I must admit to approaching today with some apprehension we had no way of knowing if we would get 6, 60 or 600 people turning up for the Open Day. Eternally optimistic, we had booked a whole field behind the pub for car parking and arranged with Anthony and Hilary at the campsite to have an advanced base for car-sharing groups ready to start the walk up to the site. Jean and Ken had brought an equally optimistic number of biscuits to go with the tea.
The chairs were out, the screen down, the curtains were pulled over blocking out the sun and the presentation was ready to go. I’ve been working on versions of it over the last few months tweaking bits and adding as the project has progressed. It seems a long time ago that we were asking for tenders and applying for Heritage Lottery Funding.
Stephe gives his presentation
Would anyone come? Yes! 18 for the first go with two watching the pictures but deciding to forgo the walk with Mervyn. The second group had the same number for Sue and the final group had just eight for Mervyn’s second ascent of the day. There was one extra when Joyce turned up after everyone else had left. She made a new party of one and set off up the hill on her own.
In the calm between the groups, the three base camp staff sat in the sun musing on the news of yesterday’s referendum and checking that the biscuits weren’t going stale. After the last group, and Joyce, had gone, we cleared the room of everything apart from the provisions for the returning parties. I decided to walk up to the site and see how the diggers had got in the full glare of visitors.
Climbing the track, I first heard Jamie’s laugh round about 1450 on the time line, a full four hundred and fifty years away from his lecture to the visitors. More cleaning and boulder shifting had happened. At sixteen, our youngest volunteer so far, George of Penrith, was quietly pleased with digging even though no finds had been made.
George our youngest recruit helps dig the drain
Another twenty people had visited following the signposting from the track so we are well satisfied with our day.
From the site end of the open day it was, I think, enormously successful. We had a constant stream of groups coming through to inspect the site, and overall I think there were at least 60 visitors to the site. There was an enormous amount of interest and enthusiasm to judge by all the questions from the visitors, some of which were extremely perceptive and reflect a lot of understanding.

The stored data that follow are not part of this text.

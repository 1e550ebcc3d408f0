//! Query parsing and track resolution through `yt-dlp`.

use std::fmt;
use std::time::Duration;

use serde::Deserialize;
use tokio::process::Command;
use tracing::{debug, info};
use url::Url;

use super::Requester;
use super::error::{PlayerError, PlayerResult};

/// Where a track is searched for or streamed from
#[derive(Debug, Clone, Copy, PartialEq, Eq, Hash)]
pub enum Source {
    SoundCloud,
    YouTube,
    /// Any other site yt-dlp understands
    Direct,
}

impl Source {
    /// Source used for plain-text searches
    pub const PRIMARY: Source = Source::SoundCloud;
    /// Source retried when the primary one rate-limits
    pub const FALLBACK: Source = Source::YouTube;

    /// The search prefix users can type (`ytsearch:lofi`)
    pub fn search_prefix(self) -> Option<&'static str> {
        match self {
            Source::SoundCloud => Some("scsearch:"),
            Source::YouTube => Some("ytsearch:"),
            Source::Direct => None,
        }
    }

    /// Build a query that searches `terms` on this source.
    pub fn search_query(self, terms: &str) -> String {
        match self.search_prefix() {
            Some(prefix) => format!("{prefix}{terms}"),
            None => terms.to_string(),
        }
    }

    fn from_url(url: &Url) -> Self {
        match url.host_str() {
            Some(host) if host == "soundcloud.com" || host.ends_with(".soundcloud.com") => {
                Source::SoundCloud
            }
            Some(host)
                if host == "youtu.be"
                    || host == "youtube.com"
                    || host.ends_with(".youtube.com") =>
            {
                Source::YouTube
            }
            _ => Source::Direct,
        }
    }
}

impl fmt::Display for Source {
    fn fmt(&self, f: &mut fmt::Formatter<'_>) -> fmt::Result {
        match self {
            Source::SoundCloud => write!(f, "SoundCloud"),
            Source::YouTube => write!(f, "YouTube"),
            Source::Direct => write!(f, "Direct"),
        }
    }
}

/// A play request as typed by a user
#[derive(Debug, Clone, PartialEq)]
pub enum Query {
    Url(Url),
    Search { source: Source, terms: String },
}

impl Query {
    pub fn parse(raw: &str) -> Self {
        let raw = raw.trim();

        for source in [Source::YouTube, Source::SoundCloud] {
            if let Some(terms) = source.search_prefix().and_then(|p| raw.strip_prefix(p)) {
                return Query::Search {
                    source,
                    terms: terms.trim().to_string(),
                };
            }
        }

        match Url::parse(raw) {
            Ok(url) if matches!(url.scheme(), "http" | "https") => Query::Url(url),
            _ => Query::Search {
                source: Source::PRIMARY,
                terms: raw.to_string(),
            },
        }
    }

    pub fn source(&self) -> Source {
        match self {
            Query::Url(url) => Source::from_url(url),
            Query::Search { source, .. } => *source,
        }
    }

    /// The argument handed to yt-dlp; searches are limited to the best hit.
    pub fn ytdl_target(&self) -> String {
        match self {
            Query::Url(url) => url.to_string(),
            Query::Search { source, terms } => match source.search_prefix() {
                Some(prefix) => format!("{}1:{}", prefix.trim_end_matches(':'), terms),
                None => terms.clone(),
            },
        }
    }

    fn is_search(&self) -> bool {
        matches!(self, Query::Search { .. })
    }

    /// The part of the query the user typed, which yt-dlp echoes back in
    /// its error output.
    pub fn user_text(&self) -> &str {
        match self {
            Query::Url(url) => url.as_str(),
            Query::Search { terms, .. } => terms,
        }
    }

    /// Arguments for `yt-dlp -J`. Playlists are listed flat; a search keeps
    /// full metadata since only its first hit is used.
    fn ytdl_args(&self) -> Vec<String> {
        let mut args = vec!["-J".to_string(), "--no-warnings".to_string()];
        if !self.is_search() {
            args.push("--flat-playlist".to_string());
        }
        args.push(self.ytdl_target());
        args
    }
}

impl fmt::Display for Query {
    fn fmt(&self, f: &mut fmt::Formatter<'_>) -> fmt::Result {
        match self {
            Query::Url(url) => write!(f, "{url}"),
            Query::Search { source, terms } => write!(f, "{} ({source})", terms),
        }
    }
}

/// Metadata stored alongside every queued songbird track
#[derive(Debug, Clone, PartialEq)]
pub struct TrackInfo {
    pub title: String,
    pub url: String,
    pub duration: Option<Duration>,
    pub thumbnail: Option<String>,
    pub requester: Option<Requester>,
    pub source: Source,
}

impl TrackInfo {
    pub fn formatted_duration(&self) -> String {
        self.duration
            .map(format_duration)
            .unwrap_or_else(|| "Unknown".to_string())
    }
}

#[derive(Debug, Clone, PartialEq)]
pub struct PlaylistInfo {
    pub name: String,
    pub url: String,
    pub tracks: Vec<TrackInfo>,
    pub requester: Option<Requester>,
}

/// What a query resolved to
#[derive(Debug, Clone, PartialEq)]
pub enum Resolved {
    Track(TrackInfo),
    Playlist(PlaylistInfo),
}

/// Format a duration into a human-readable string (e.g., "3:45" or "1:23:45")
pub fn format_duration(duration: Duration) -> String {
    let total_seconds = duration.as_secs();
    let hours = total_seconds / 3600;
    let minutes = (total_seconds % 3600) / 60;
    let seconds = total_seconds % 60;

    if hours > 0 {
        format!("{}:{:02}:{:02}", hours, minutes, seconds)
    } else {
        format!("{}:{:02}", minutes, seconds)
    }
}

#[derive(Deserialize, Debug, Default)]
struct YtDlpEntry {
    #[serde(rename = "_type")]
    kind: Option<String>,
    title: Option<String>,
    webpage_url: Option<String>,
    original_url: Option<String>,
    url: Option<String>,
    duration: Option<f64>,
    thumbnail: Option<String>,
    #[serde(default)]
    thumbnails: Vec<YtDlpThumbnail>,
    #[serde(default)]
    entries: Vec<Option<YtDlpEntry>>,
}

#[derive(Deserialize, Debug)]
struct YtDlpThumbnail {
    url: String,
}

impl YtDlpEntry {
    fn into_track(self, fallback_source: Source, requester: Option<&Requester>) -> Option<TrackInfo> {
        let url = self.webpage_url.or(self.original_url).or(self.url)?;
        let source = match Url::parse(&url) {
            Ok(parsed) => match Source::from_url(&parsed) {
                Source::Direct => fallback_source,
                source => source,
            },
            Err(_) => fallback_source,
        };

        Some(TrackInfo {
            title: self.title.unwrap_or_else(|| url.clone()),
            url,
            duration: self
                .duration
                .and_then(|d| Duration::try_from_secs_f64(d).ok()),
            thumbnail: self
                .thumbnail
                .or_else(|| self.thumbnails.into_iter().last().map(|t| t.url)),
            requester: requester.cloned(),
            source,
        })
    }
}

/// Turn the `yt-dlp -J` output for `query` into a track or playlist.
pub fn parse_resolution(
    json: &[u8],
    query: &Query,
    requester: Option<&Requester>,
) -> PlayerResult<Resolved> {
    let root: YtDlpEntry = serde_json::from_slice(json)
        .map_err(|e| PlayerError::Source(format!("Failed to parse yt-dlp output: {e}")))?;
    let source = query.source();

    if root.kind.as_deref() != Some("playlist") {
        return root
            .into_track(source, requester)
            .map(Resolved::Track)
            .ok_or_else(|| PlayerError::NoResult(query.to_string()));
    }

    let name = root.title.clone();
    let url = root.webpage_url.clone();
    let mut tracks = root
        .entries
        .into_iter()
        .flatten()
        .filter_map(|entry| entry.into_track(source, requester));

    if query.is_search() {
        return tracks
            .next()
            .map(Resolved::Track)
            .ok_or_else(|| PlayerError::NoResult(query.to_string()));
    }

    let tracks: Vec<TrackInfo> = tracks.collect();
    if tracks.is_empty() {
        return Err(PlayerError::NoResult(query.to_string()));
    }

    Ok(Resolved::Playlist(PlaylistInfo {
        name: name.unwrap_or_else(|| "Playlist".to_string()),
        url: url.unwrap_or_else(|| query.ytdl_target()),
        tracks,
        requester: requester.cloned(),
    }))
}

/// Runs the `yt-dlp` binary to resolve queries
#[derive(Debug, Clone)]
pub struct YtDlp {
    // songbird's streaming input needs the program name for the whole run
    program: &'static str,
}

impl YtDlp {
    pub fn new(program: &'static str) -> Self {
        Self { program }
    }

    pub fn program(&self) -> &'static str {
        self.program
    }

    pub async fn resolve(
        &self,
        query: &Query,
        requester: Option<&Requester>,
    ) -> PlayerResult<Resolved> {
        if let Query::Search { terms, .. } = query {
            if terms.is_empty() {
                return Err(PlayerError::NoResult(query.to_string()));
            }
        }

        let target = query.ytdl_target();
        info!("Resolving {} via {}", target, self.program);

        let output = Command::new(self.program)
            .args(query.ytdl_args())
            .output()
            .await
            .map_err(|e| PlayerError::Source(format!("Failed to run {}: {e}", self.program)))?;

        if !output.status.success() {
            let stderr = String::from_utf8_lossy(&output.stderr);
            debug!("yt-dlp failed for {}: {}", target, stderr.trim());
            return Err(PlayerError::from_source_failure(
                query.source(),
                stderr.trim(),
                query.user_text(),
            ));
        }

        parse_resolution(&output.stdout, query, requester)
    }
}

Introducing the site to one of the many groups
I also took the opportunity to show them the 3d model of the site in the tent, which was entertaining if only because of the difficulty of trying to cram 16 odd people into a smallish tent to see a very small computer screen – I hope it was worth the discomfort. My most embarrassing moment of the day was when in bold, and perhaps too emphatic, words I enthusiastically described the rectangular arrangement of stones forming the central hearth, and pointed to its location, only to realise with a sort of dazed and shocked expression that it was gone – it transpired that Jeremy had surreptitiously removed the stones 10 minutes previously !
Where’s my hearth??
Otherwise the excavation was proceeding fantastically; I hadn’t been up for a few days and it was incredible to see how much had been done in that time, with a new hearth appearing (and one disappearing!!). I was delighted by the cobbled floor, which was looking fantastic by the end of the day when we did the survey of the site with the photographic mast.
Hannah and Brian survey the site with a photographic mast at the end of the day
The results of the end of day survey is presented below and shows the condition of the cobbled flooring in the northern part of the house
Clearly the team have done a fantastic job, and I take my hat off to them, and I can’t wait to get back there on Tuesday.
Once again the volunteer diggers were blessed with clement weather as they headed up the hill from Seathwaite Village Hall to the dig at Tongue House A longhouse. we were joined by 16 year old George Dobson from Penrith who was (by a very long margin!) our youngest volunteer archaeological digger today.
Lesley Steele and Hannah excavate the trench by the outer wall
At the end of the day our volunteer diggers left the site in buoyant mood. When we stand back and see the amount of work that has been undertaken over the last 8 days, it can only be described as a magnificent effort on the part of all those who have contributed to the dig.